■ **Problem statement**: Reproduce each line from the records that holds "Result".

(Stored data entries)
====
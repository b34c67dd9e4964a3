//! Document ingestion
//!
//! Retrieves uploaded document bytes and recovers text from them. Real PDF
//! decoding is out of scope: `parse_pdf` does a best-effort scan over the raw
//! bytes and the pipeline falls back to placeholder text when a document has
//! no stored bytes at all.

use async_trait::async_trait;
use std::fs;
use std::path::{Path, PathBuf};

use crate::errors::{PipelineError, Result};

/// Text recovered from a document
#[derive(Debug, Clone, PartialEq)]
pub struct PdfText {
    pub text: String,

    /// At least 1, estimated from page markers
    pub page_count: usize,

    pub metadata: Option<PdfMetadata>,
}

/// Document metadata, when present
#[derive(Debug, Clone, Default, PartialEq)]
pub struct PdfMetadata {
    pub title: Option<String>,
    pub author: Option<String>,
    pub subject: Option<String>,
}

/// Capability to fetch a document's stored bytes
#[async_trait]
pub trait DocumentSource: Send + Sync {
    /// Stored bytes for a document, or None when nothing was uploaded
    async fn pdf_bytes(&self, document_id: &str) -> Result<Option<Vec<u8>>>;
}

/// Extract text from document bytes.
///
/// Scans for `/Text (...)` literals and estimates the page count from
/// `/Type /Page` markers. Arbitrary bytes never fail: when nothing is
/// recoverable the whole payload is treated as plain text, and an empty
/// payload degrades to a placeholder line.
pub fn parse_pdf(bytes: &[u8]) -> Result<PdfText> {
    let raw = String::from_utf8_lossy(bytes);

    let fragments = extract_text_literals(&raw);
    let text = if fragments.is_empty() {
        let trimmed = raw.trim();
        if trimmed.is_empty() {
            "No text content could be extracted from this document".to_string()
        } else {
            trimmed.to_string()
        }
    } else {
        fragments.join(" ")
    };

    Ok(PdfText {
        text,
        page_count: count_pages(&raw).max(1),
        metadata: None,
    })
}

/// Collect the parenthesized literals following `/Text` markers
fn extract_text_literals(raw: &str) -> Vec<String> {
    let mut fragments = Vec::new();
    let mut rest = raw;

    while let Some(marker) = rest.find("/Text") {
        rest = &rest[marker + "/Text".len()..];
        let trimmed = rest.trim_start();
        if let Some(body) = trimmed.strip_prefix('(') {
            if let Some(close) = body.find(')') {
                fragments.push(body[..close].to_string());
                rest = &body[close + 1..];
            }
        }
    }

    fragments
}

/// Count `/Type /Page` markers, excluding `/Type /Pages` tree nodes
fn count_pages(raw: &str) -> usize {
    let mut count = 0;
    let mut rest = raw;

    while let Some(marker) = rest.find("/Type") {
        rest = &rest[marker + "/Type".len()..];
        let trimmed = rest.trim_start();
        if let Some(after) = trimmed.strip_prefix("/Page") {
            if !after.starts_with('s') {
                count += 1;
            }
        }
    }

    count
}

/// Filesystem-backed document source
///
/// Stores uploaded bytes as `<dir>/<document_id>.pdf`.
pub struct FsDocumentSource {
    dir: PathBuf,
}

impl FsDocumentSource {
    /// Create a source rooted at `dir`, creating the directory if needed
    pub fn new(dir: impl Into<PathBuf>) -> Result<Self> {
        let dir = dir.into();
        fs::create_dir_all(&dir).map_err(|e| {
            PipelineError::Ingest(format!(
                "Failed to create document directory {}: {}",
                dir.display(),
                e
            ))
        })?;
        Ok(Self { dir })
    }

    /// Store uploaded bytes for a document
    pub fn store(&self, document_id: &str, bytes: &[u8]) -> Result<()> {
        fs::write(self.path_for(document_id), bytes)?;
        Ok(())
    }

    /// Whether bytes exist for a document
    pub fn exists(&self, document_id: &str) -> bool {
        self.path_for(document_id).exists()
    }

    /// Delete stored bytes; returns whether anything was removed
    pub fn delete(&self, document_id: &str) -> bool {
        let path = self.path_for(document_id);
        path.exists() && fs::remove_file(path).is_ok()
    }

    fn path_for(&self, document_id: &str) -> PathBuf {
        self.dir.join(format!("{}.pdf", document_id))
    }

    /// Storage directory
    pub fn dir(&self) -> &Path {
        &self.dir
    }
}

#[async_trait]
impl DocumentSource for FsDocumentSource {
    async fn pdf_bytes(&self, document_id: &str) -> Result<Option<Vec<u8>>> {
        let path = self.path_for(document_id);
        if !path.exists() {
            return Ok(None);
        }
        Ok(Some(fs::read(path)?))
    }
}
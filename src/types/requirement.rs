//! Requirement and test case types
//!
//! These mirror the JSON shapes the model is asked to produce, so wire field
//! names are camelCase (`requirementId`, `isPositive`, `testCases`). Raw model
//! output stays a `serde_json::Value` until a stage validator accepts it; only
//! then is it decoded into these structs.

use serde::{Deserialize, Serialize};

/// Requirement classification
#[derive(Debug, Clone, Copy, PartialEq, Eq, Serialize, Deserialize)]
pub enum RequirementKind {
    #[serde(rename = "functional")]
    Functional,

    #[serde(rename = "non-functional")]
    NonFunctional,
}

/// A testable statement of system behavior extracted from a document
#[derive(Debug, Clone, PartialEq, Serialize, Deserialize)]
#[serde(rename_all = "camelCase")]
pub struct Requirement {
    /// Unique within a document
    pub id: String,

    /// Display number such as FR-001 or NFR-001
    #[serde(default, skip_serializing_if = "Option::is_none")]
    pub number: Option<String>,

    #[serde(rename = "type")]
    pub kind: RequirementKind,

    pub description: String,

    /// Empty until finalization attaches the generated cases
    #[serde(default)]
    pub test_cases: Vec<TestCase>,
}

impl Requirement {
    pub fn is_functional(&self) -> bool {
        self.kind == RequirementKind::Functional
    }
}

/// A concrete check against a requirement
#[derive(Debug, Clone, PartialEq, Serialize, Deserialize)]
#[serde(rename_all = "camelCase")]
pub struct TestCase {
    /// Unique within a document
    pub id: String,

    /// Must reference a requirement in the same document
    pub requirement_id: String,

    pub description: String,

    /// Expected-path check
    pub is_positive: bool,

    /// Failure-path check
    pub is_negative: bool,

    /// Test type tags assigned during classification
    #[serde(default)]
    pub test_types: Vec<String>,
}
====
■ **Output for this exercise**:
use crate::errors::{PipelineError, Result};
    async fn pdf_bytes(&self, document_id: &str) -> Result<Option<Vec<u8>>>;
pub fn parse_pdf(bytes: &[u8]) -> Result<PdfText> {
    pub fn new(dir: impl Into<PathBuf>) -> Result<Self> {
    pub fn store(&self, document_id: &str, bytes: &[u8]) -> Result<()> {
    async fn pdf_bytes(&self, document_id: &str) -> Result<Option<Vec<u8>>> {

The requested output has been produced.